> **Exercise details**: Repeat the entries exactly, keeping every line as it is.

Given data below:

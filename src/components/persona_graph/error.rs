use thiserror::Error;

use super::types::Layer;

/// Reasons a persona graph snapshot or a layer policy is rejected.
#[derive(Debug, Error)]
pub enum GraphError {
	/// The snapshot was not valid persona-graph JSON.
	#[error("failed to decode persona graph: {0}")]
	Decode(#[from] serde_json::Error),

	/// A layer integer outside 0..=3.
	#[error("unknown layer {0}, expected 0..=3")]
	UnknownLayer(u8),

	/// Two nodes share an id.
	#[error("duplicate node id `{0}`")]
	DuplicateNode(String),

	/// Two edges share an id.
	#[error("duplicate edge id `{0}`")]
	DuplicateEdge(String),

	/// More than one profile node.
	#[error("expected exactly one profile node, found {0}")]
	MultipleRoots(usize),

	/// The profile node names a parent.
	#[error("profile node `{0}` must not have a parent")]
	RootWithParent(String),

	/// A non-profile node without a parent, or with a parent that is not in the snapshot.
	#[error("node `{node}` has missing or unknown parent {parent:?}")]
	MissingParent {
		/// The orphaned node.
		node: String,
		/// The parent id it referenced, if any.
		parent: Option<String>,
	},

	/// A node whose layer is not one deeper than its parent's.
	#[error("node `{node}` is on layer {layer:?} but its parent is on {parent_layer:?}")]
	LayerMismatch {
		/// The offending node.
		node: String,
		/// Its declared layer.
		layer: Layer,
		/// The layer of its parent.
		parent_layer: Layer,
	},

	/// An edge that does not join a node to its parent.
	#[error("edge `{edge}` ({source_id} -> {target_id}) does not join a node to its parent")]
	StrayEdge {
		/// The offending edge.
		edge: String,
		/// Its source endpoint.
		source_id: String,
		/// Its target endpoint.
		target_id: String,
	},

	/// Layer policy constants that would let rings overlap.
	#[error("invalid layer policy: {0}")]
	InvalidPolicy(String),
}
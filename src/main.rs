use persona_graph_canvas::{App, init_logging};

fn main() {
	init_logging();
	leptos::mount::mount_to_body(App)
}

End of Given data.

> **Task response**:
filename src/components/persona_graph/error.rs
use thiserror::Error;

use super::types::Layer;

/// Reasons a persona graph snapshot or a layer policy is rejected.
#[derive(Debug, Error)]
pub enum GraphError {
	/// The snapshot was not valid persona-graph JSON.
	#[error("failed to decode persona graph: {0}")]
	Decode(#[from] serde_json::Error),

	/// A layer integer outside 0..=3.
	#[error("unknown layer {0}, expected 0..=3")]
	UnknownLayer(u8),

	/// Two nodes share an id.
	#[error("duplicate node id `{0}`")]
	DuplicateNode(String),

	/// Two edges share an id.
	#[error("duplicate edge id `{0}`")]
	DuplicateEdge(String),

	/// More than one profile node.
	#[error("expected exactly one profile node, found {0}")]
	MultipleRoots(usize),

	/// The profile node names a parent.
	#[error("profile node `{0}` must not have a parent")]
	RootWithParent(String),

	/// A non-profile node without a parent, or with a parent that is not in the snapshot.
	#[error("node `{node}` has missing or unknown parent {parent:?}")]
	MissingParent {
		/// The orphaned node.
		node: String,
		/// The parent id it referenced, if any.
		parent: Option<String>,
	},

	/// A node whose layer is not one deeper than its parent's.
	#[error("node `{node}` is on layer {layer:?} but its parent is on {parent_layer:?}")]
	LayerMismatch {
		/// The offending node.
		node: String,
		/// Its declared layer.
		layer: Layer,
		/// The layer of its parent.
		parent_layer: Layer,
	},

	/// An edge that does not join a node to its parent.
	#[error("edge `{edge}` ({source_id} -> {target_id}) does not join a node to its parent")]
	StrayEdge {
		/// The offending edge.
		edge: String,
		/// Its source endpoint.
		source_id: String,
		/// Its target endpoint.
		target_id: String,
	},

	/// Layer policy constants that would let rings overlap.
	#[error("invalid layer policy: {0}")]
	InvalidPolicy(String),
}
filename src/main.rs
use persona_graph_canvas::{App, init_logging};

fn main() {
	init_logging();
	leptos::mount::mount_to_body(App)
}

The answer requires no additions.